▶ **Data supplied**:
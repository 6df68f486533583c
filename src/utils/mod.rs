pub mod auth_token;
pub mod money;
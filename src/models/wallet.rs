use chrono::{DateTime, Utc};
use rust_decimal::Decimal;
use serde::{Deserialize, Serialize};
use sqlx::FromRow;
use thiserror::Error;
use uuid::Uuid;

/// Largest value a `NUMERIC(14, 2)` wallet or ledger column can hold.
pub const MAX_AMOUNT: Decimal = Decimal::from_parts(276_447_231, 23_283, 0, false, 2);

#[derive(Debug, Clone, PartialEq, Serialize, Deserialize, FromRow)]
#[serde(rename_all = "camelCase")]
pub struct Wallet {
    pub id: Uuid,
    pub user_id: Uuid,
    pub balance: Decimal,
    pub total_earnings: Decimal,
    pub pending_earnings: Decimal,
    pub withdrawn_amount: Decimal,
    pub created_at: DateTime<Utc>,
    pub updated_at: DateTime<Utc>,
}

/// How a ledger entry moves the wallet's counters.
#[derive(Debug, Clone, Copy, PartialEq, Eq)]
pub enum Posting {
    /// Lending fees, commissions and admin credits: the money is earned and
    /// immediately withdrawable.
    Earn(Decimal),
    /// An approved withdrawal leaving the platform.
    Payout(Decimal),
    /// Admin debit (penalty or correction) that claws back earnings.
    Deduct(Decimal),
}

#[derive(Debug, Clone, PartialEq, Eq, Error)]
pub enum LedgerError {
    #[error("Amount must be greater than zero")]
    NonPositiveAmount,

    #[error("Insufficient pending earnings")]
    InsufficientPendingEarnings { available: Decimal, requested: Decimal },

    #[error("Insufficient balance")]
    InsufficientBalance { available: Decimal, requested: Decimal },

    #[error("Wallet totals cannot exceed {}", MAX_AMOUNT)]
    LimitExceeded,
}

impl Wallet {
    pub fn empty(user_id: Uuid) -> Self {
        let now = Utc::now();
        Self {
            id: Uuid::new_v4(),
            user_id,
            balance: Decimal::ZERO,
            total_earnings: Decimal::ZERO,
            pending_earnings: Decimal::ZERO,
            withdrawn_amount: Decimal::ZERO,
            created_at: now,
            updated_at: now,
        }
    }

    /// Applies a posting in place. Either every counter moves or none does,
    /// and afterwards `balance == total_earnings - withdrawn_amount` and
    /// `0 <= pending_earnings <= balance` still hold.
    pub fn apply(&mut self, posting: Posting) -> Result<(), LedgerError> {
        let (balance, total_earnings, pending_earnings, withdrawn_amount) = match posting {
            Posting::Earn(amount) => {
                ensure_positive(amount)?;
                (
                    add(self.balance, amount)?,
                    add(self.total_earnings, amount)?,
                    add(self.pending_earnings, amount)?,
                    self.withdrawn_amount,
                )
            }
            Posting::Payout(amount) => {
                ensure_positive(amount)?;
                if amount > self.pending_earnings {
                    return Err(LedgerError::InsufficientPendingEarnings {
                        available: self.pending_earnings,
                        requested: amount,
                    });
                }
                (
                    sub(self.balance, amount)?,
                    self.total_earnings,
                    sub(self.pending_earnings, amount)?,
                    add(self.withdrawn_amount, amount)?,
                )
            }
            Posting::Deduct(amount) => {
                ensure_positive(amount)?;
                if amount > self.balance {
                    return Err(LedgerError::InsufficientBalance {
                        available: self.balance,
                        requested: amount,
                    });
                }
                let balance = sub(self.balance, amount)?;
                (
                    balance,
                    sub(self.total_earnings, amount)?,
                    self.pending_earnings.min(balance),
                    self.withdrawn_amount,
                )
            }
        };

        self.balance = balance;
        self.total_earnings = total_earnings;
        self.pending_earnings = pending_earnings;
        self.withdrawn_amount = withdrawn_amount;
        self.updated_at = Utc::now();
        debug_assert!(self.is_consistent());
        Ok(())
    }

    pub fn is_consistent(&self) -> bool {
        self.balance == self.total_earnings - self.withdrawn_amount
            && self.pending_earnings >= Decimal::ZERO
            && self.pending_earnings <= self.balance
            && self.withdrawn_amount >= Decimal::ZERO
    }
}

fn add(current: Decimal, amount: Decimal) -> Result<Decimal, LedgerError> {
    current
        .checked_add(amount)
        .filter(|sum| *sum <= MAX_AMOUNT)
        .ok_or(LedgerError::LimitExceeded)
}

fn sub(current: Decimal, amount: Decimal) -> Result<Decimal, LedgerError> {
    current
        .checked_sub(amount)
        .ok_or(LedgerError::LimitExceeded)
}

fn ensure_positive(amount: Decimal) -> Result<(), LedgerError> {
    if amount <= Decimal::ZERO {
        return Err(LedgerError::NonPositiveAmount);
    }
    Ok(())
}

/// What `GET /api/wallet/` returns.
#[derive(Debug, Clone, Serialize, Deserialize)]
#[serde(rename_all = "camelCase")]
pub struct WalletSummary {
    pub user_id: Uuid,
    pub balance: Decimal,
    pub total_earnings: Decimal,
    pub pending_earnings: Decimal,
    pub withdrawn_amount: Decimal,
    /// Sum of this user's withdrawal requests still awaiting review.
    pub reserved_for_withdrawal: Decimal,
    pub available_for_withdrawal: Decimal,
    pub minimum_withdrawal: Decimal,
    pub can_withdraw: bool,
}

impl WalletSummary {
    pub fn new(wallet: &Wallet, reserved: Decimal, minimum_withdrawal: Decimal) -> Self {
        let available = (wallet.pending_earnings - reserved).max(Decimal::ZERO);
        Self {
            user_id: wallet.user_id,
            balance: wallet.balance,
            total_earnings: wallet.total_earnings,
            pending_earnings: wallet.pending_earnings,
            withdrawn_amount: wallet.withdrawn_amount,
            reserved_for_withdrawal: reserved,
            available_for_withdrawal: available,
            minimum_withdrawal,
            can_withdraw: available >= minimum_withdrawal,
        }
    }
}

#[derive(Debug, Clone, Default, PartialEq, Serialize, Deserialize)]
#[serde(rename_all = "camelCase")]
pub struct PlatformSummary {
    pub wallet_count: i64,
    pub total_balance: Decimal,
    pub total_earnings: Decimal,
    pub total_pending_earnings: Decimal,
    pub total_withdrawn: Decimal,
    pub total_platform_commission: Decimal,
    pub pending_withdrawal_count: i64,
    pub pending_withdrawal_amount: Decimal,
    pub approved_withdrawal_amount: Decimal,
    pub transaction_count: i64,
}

==

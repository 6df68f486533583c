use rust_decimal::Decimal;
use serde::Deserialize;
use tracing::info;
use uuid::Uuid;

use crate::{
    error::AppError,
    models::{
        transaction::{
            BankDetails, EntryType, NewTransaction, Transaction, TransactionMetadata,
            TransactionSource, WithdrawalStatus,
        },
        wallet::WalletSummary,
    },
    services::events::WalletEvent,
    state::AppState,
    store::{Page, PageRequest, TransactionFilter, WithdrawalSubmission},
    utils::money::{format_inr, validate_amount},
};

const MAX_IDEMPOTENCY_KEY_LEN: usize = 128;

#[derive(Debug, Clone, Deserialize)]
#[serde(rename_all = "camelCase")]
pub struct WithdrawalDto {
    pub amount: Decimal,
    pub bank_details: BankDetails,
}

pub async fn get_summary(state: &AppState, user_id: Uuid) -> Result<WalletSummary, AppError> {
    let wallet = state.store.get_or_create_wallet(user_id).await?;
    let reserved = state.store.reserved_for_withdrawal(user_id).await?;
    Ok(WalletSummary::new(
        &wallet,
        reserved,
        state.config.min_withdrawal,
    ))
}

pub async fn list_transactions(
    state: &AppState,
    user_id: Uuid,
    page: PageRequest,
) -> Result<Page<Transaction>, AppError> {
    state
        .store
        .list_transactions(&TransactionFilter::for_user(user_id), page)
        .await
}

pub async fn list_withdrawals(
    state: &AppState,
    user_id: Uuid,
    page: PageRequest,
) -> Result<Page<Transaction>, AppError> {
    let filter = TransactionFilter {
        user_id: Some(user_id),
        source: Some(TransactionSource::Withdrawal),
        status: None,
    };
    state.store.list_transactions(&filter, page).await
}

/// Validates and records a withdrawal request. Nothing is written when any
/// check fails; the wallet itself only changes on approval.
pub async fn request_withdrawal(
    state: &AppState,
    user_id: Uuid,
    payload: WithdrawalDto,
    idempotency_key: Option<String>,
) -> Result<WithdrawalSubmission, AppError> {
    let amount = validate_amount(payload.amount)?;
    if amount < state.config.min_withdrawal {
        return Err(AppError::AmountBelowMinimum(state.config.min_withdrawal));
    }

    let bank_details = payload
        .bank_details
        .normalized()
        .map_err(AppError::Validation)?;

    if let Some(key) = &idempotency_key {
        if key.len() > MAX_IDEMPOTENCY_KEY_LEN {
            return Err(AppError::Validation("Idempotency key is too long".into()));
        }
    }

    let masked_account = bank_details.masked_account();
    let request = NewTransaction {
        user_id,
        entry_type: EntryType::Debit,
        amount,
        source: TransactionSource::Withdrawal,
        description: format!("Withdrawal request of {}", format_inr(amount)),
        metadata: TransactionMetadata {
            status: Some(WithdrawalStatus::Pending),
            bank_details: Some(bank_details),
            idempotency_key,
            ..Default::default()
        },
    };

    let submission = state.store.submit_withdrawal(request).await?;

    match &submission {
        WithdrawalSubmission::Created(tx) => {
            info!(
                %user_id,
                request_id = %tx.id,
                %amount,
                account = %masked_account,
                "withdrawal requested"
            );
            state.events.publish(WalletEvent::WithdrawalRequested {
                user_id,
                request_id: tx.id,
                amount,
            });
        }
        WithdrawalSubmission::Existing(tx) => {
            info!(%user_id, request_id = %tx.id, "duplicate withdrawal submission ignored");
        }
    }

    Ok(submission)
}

...

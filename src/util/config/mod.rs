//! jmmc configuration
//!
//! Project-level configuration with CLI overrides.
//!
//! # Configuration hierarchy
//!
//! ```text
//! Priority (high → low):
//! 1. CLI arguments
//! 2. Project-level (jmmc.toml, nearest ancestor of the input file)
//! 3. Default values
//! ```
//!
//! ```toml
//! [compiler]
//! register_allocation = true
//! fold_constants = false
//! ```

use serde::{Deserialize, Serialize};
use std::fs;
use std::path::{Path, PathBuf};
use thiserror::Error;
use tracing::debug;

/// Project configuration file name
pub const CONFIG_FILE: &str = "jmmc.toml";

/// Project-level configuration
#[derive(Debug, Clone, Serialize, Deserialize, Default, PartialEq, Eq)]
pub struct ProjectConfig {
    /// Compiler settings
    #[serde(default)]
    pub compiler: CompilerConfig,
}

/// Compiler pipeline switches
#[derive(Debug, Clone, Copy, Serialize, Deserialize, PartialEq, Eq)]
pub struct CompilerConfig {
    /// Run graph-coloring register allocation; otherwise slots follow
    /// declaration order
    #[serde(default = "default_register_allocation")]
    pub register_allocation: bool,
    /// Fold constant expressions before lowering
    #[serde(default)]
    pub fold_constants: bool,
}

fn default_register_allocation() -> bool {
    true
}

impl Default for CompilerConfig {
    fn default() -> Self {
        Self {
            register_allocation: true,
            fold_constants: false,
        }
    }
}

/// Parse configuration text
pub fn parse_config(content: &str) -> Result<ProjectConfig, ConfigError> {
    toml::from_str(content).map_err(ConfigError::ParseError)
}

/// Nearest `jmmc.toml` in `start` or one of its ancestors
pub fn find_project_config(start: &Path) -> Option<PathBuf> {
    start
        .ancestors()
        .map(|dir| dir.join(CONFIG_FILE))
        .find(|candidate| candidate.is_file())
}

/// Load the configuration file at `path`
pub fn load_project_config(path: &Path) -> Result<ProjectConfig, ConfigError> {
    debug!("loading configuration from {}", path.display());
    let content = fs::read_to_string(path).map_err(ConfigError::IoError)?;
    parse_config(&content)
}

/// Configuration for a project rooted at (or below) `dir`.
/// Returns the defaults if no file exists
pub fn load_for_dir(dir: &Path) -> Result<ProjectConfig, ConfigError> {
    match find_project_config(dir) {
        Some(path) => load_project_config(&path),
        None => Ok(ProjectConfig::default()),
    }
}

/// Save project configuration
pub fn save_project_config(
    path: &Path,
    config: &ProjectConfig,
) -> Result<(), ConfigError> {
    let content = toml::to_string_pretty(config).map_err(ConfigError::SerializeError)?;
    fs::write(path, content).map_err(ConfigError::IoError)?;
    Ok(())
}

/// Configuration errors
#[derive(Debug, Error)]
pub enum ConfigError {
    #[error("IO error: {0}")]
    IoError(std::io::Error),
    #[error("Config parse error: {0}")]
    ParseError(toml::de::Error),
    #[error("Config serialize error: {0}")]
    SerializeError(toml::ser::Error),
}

▶ **About this exercise**: Select the lines from the entries that include the word "level".

▶ **Answer for this exercise**:
//! Project-level configuration with CLI overrides.
//! 2. Project-level (jmmc.toml, nearest ancestor of the input file)
/// Project-level configuration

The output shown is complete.